Post Wed, Aug 12 2020, 6:35 pm
Please take this in the spirit in which it was meant, which is not to make you feel bad but to help you and your dd both. What I hear in your post is it's all about YOU and how your dd mode of dress reflects on YOU. I lost count of how many times you used the term "nerdy." You think your dd doesn't sense the contempt you have for her? The way you're comparing your perfect fashion-conscious self with your poor, shleppy, unfashionable dd? what do you think that is doing to her self-esteem?
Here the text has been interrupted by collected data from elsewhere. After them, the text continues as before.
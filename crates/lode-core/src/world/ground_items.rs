// SPDX-License-Identifier: Apache-2.0
// © James Ross Ω FLYING•ROBOTS <https://github.com/flyingrobots>
//! Ground items: dual-indexed by id and by tile for O(1) merge lookups.
//!
//! Two stacks merge into one pile iff they share a tile and a fungibility
//! key; everything else stays separate even on the same tile.

use tracing::debug;

use crate::coord::{quantize_world, TILE_SIZE};
use crate::item::{GroundItem, ItemStack, ITEM_GOLD};
use crate::patch::Patch;
use crate::world::{ConsoleOutcome, World, PICKUP_RANGE};

/// Failure reasons for ground-item operations; the `Display` strings are
/// the wire reason codes.
#[derive(Debug, Clone, Copy, PartialEq, Eq, thiserror::Error)]
pub enum GroundItemFailure {
    /// No matching pile exists.
    #[error("not_found")]
    NotFound,
    /// The nearest pile is beyond reach.
    #[error("out_of_range")]
    OutOfRange,
    /// The player holds less than the requested quantity.
    #[error("insufficient_gold")]
    InsufficientGold,
    /// The inventory rejected the stack.
    #[error("inventory_error")]
    InventoryError,
    /// Zero or nonsense quantity.
    #[error("invalid_quantity")]
    InvalidQuantity,
}

/// Tile coordinates for a world position.
#[must_use]
pub fn tile_of(x: f64, y: f64) -> (i64, i64) {
    (
        (x / TILE_SIZE).floor() as i64,
        (y / TILE_SIZE).floor() as i64,
    )
}

impl World {
    /// Drops a stack on the ground, merging into an existing same-key pile
    /// on the same tile. Returns the pile id.
    pub fn upsert_ground_item(
        &mut self,
        item_type: &str,
        fungibility_key: &str,
        x: f64,
        y: f64,
        qty: u32,
    ) -> String {
        let tile = tile_of(x, y);
        if let Some(ids) = self.tile_index.get(&tile) {
            let mut merge_target: Option<String> = None;
            for id in ids {
                if let Some(existing) = self.ground_items.get(id) {
                    if existing.fungibility_key == fungibility_key {
                        let candidate = match &merge_target {
                            Some(best) => id < best,
                            None => true,
                        };
                        if candidate {
                            merge_target = Some(id.clone());
                        }
                    }
                }
            }
            if let Some(id) = merge_target {
                if let Some(existing) = self.ground_items.get_mut(&id) {
                    existing.qty = existing.qty.saturating_add(qty);
                    let new_qty = existing.qty;
                    self.journal.record_patch(Patch::GroundItemQty {
                        id: id.clone(),
                        qty: new_qty,
                    });
                }
                return id;
            }
        }

        let id = self.alloc_ground_item_id();
        let item = GroundItem {
            id: id.clone(),
            item_type: item_type.to_owned(),
            fungibility_key: fungibility_key.to_owned(),
            x,
            y,
            qty,
            tile,
        };
        self.ground_items.insert(id.clone(), item);
        self.tile_index.entry(tile).or_default().push(id.clone());
        id
    }

    /// Removes a pile outright. Returns whether it existed.
    pub fn remove_ground_item(&mut self, id: &str) -> bool {
        let Some(item) = self.ground_items.remove(id) else {
            debug!(item = %id, reason = "not_found", "ground item remove failed");
            return false;
        };
        if let Some(ids) = self.tile_index.get_mut(&item.tile) {
            ids.retain(|i| i != id);
            if ids.is_empty() {
                self.tile_index.remove(&item.tile);
            }
        }
        self.journal.record_patch(Patch::GroundItemQty {
            id: id.to_owned(),
            qty: 0,
        });
        true
    }

    /// Nearest pile of `item_type` within `range` of `(x, y)`; ties break
    /// toward the smaller id.
    #[must_use]
    pub fn nearest_ground_item(
        &self,
        x: f64,
        y: f64,
        item_type: &str,
        range: f64,
    ) -> Option<&GroundItem> {
        let mut best: Option<(&GroundItem, f64)> = None;
        for item in self.ground_items.values() {
            if item.item_type != item_type {
                continue;
            }
            let d = (item.x - x).powi(2) + (item.y - y).powi(2);
            if d > range * range {
                continue;
            }
            let better = match best {
                Some((b, bd)) => d < bd || (d == bd && item.id < b.id),
                None => true,
            };
            if better {
                best = Some((item, d));
            }
        }
        best.map(|(item, _)| item)
    }

    /// `drop_gold` console command: moves `qty` gold from the player's
    /// inventory to a pile at their feet.
    pub(crate) fn drop_gold(&mut self, player_id: &str, qty: u32) -> ConsoleOutcome {
        let fail = |reason: GroundItemFailure| ConsoleOutcome {
            player_id: player_id.to_owned(),
            cmd: crate::command::ConsoleCmd::DropGold,
            ok: false,
            qty: 0,
            reason: reason.to_string(),
            stack_id: None,
        };
        if qty == 0 {
            return fail(GroundItemFailure::InvalidQuantity);
        }
        let Some(gold) = self.catalog.get(ITEM_GOLD).cloned() else {
            return fail(GroundItemFailure::NotFound);
        };
        let key = gold.fungibility_key();
        let Some(player) = self.players.get(player_id) else {
            return fail(GroundItemFailure::NotFound);
        };
        let (x, y) = (player.actor.x, player.actor.y);
        let mut inventory = player.actor.inventory.clone();
        if inventory.remove_qty(&key, u64::from(qty)).is_err() {
            debug!(player = %player_id, qty, reason = "insufficient_gold", "drop_gold failed");
            return fail(GroundItemFailure::InsufficientGold);
        }
        self.set_player_inventory(player_id, inventory);
        let stack_id = self.upsert_ground_item(ITEM_GOLD, &key, x, y, qty);
        ConsoleOutcome {
            player_id: player_id.to_owned(),
            cmd: crate::command::ConsoleCmd::DropGold,
            ok: true,
            qty,
            reason: String::new(),
            stack_id: Some(stack_id),
        }
    }

    /// `pickup_gold` console command: moves the nearest in-range pile into
    /// the player's inventory.
    pub(crate) fn pickup_gold(&mut self, player_id: &str) -> ConsoleOutcome {
        let fail = |reason: GroundItemFailure| ConsoleOutcome {
            player_id: player_id.to_owned(),
            cmd: crate::command::ConsoleCmd::PickupGold,
            ok: false,
            qty: 0,
            reason: reason.to_string(),
            stack_id: None,
        };
        let Some(player) = self.players.get(player_id) else {
            return fail(GroundItemFailure::NotFound);
        };
        let (x, y) = (player.actor.x, player.actor.y);
        let Some(item) = self.nearest_ground_item(x, y, ITEM_GOLD, PICKUP_RANGE) else {
            let any_gold = self
                .ground_items
                .values()
                .any(|i| i.item_type == ITEM_GOLD);
            let reason = if any_gold {
                GroundItemFailure::OutOfRange
            } else {
                GroundItemFailure::NotFound
            };
            debug!(player = %player_id, reason = %reason, "pickup_gold failed");
            return fail(reason);
        };
        let item = item.clone();
        let Some(gold) = self.catalog.get(ITEM_GOLD).cloned() else {
            return fail(GroundItemFailure::NotFound);
        };
        let mut inventory = player.actor.inventory.clone();
        let stack = ItemStack {
            item_type: item.item_type.clone(),
            fungibility_key: item.fungibility_key.clone(),
            quantity: item.qty,
        };
        if inventory.insert(stack, gold.stackable).is_err() {
            debug!(player = %player_id, reason = "inventory_error", "pickup_gold failed");
            return fail(GroundItemFailure::InventoryError);
        }
        self.set_player_inventory(player_id, inventory);
        let qty = item.qty;
        self.remove_ground_item(&item.id);
        ConsoleOutcome {
            player_id: player_id.to_owned(),
            cmd: crate::command::ConsoleCmd::PickupGold,
            ok: true,
            qty,
            reason: String::new(),
            stack_id: Some(item.id),
        }
    }

    /// Re-indexes piles whose position drifted across a tile boundary and
    /// records position patches for moved piles.
    pub(crate) fn sync_ground_item_tiles(&mut self) {
        let moved: Vec<(String, (i64, i64), (i64, i64))> = self
            .ground_items
            .values()
            .filter_map(|item| {
                let current = tile_of(item.x, item.y);
                (current != item.tile).then(|| (item.id.clone(), item.tile, current))
            })
            .collect();
        for (id, old_tile, new_tile) in moved {
            if let Some(ids) = self.tile_index.get_mut(&old_tile) {
                ids.retain(|i| i != &id);
                if ids.is_empty() {
                    self.tile_index.remove(&old_tile);
                }
            }
            self.tile_index.entry(new_tile).or_default().push(id.clone());
            let (x, y) = {
                let item = &self.ground_items[&id];
                (item.x, item.y)
            };
            if let Some(item) = self.ground_items.get_mut(&id) {
                item.tile = new_tile;
            }
            self.journal.record_patch(Patch::GroundItemPos {
                id,
                x: quantize_world(x),
                y: quantize_world(y),
            });
        }
    }
}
Even if you never say the word "nerdy" in her presence, which I doubt, it's surely written all over your face and in your tone of voice.

You should be encouraging your dd to be her own person and find her own taste and style, not dress according to YOUR taste. Instead of trying to force her to dress a certain way, cut back. suggest ONE item you consider cute or stylish and let her choose everything else.

Is she chubby? is she developing a figure? is she ahead of or lagging behind her friends in this area? any of these can cause great self-consciousness and a desire to be invisible, which can manifest itself as a preference for unfashionable, baggy, and dark or muted-colored clothing. (I do wish you had used these more objective terms instead of trumpeting "nerdy" umpty-ump times. ) If this is the case, you need to be even more tactful and encouraging in your approach.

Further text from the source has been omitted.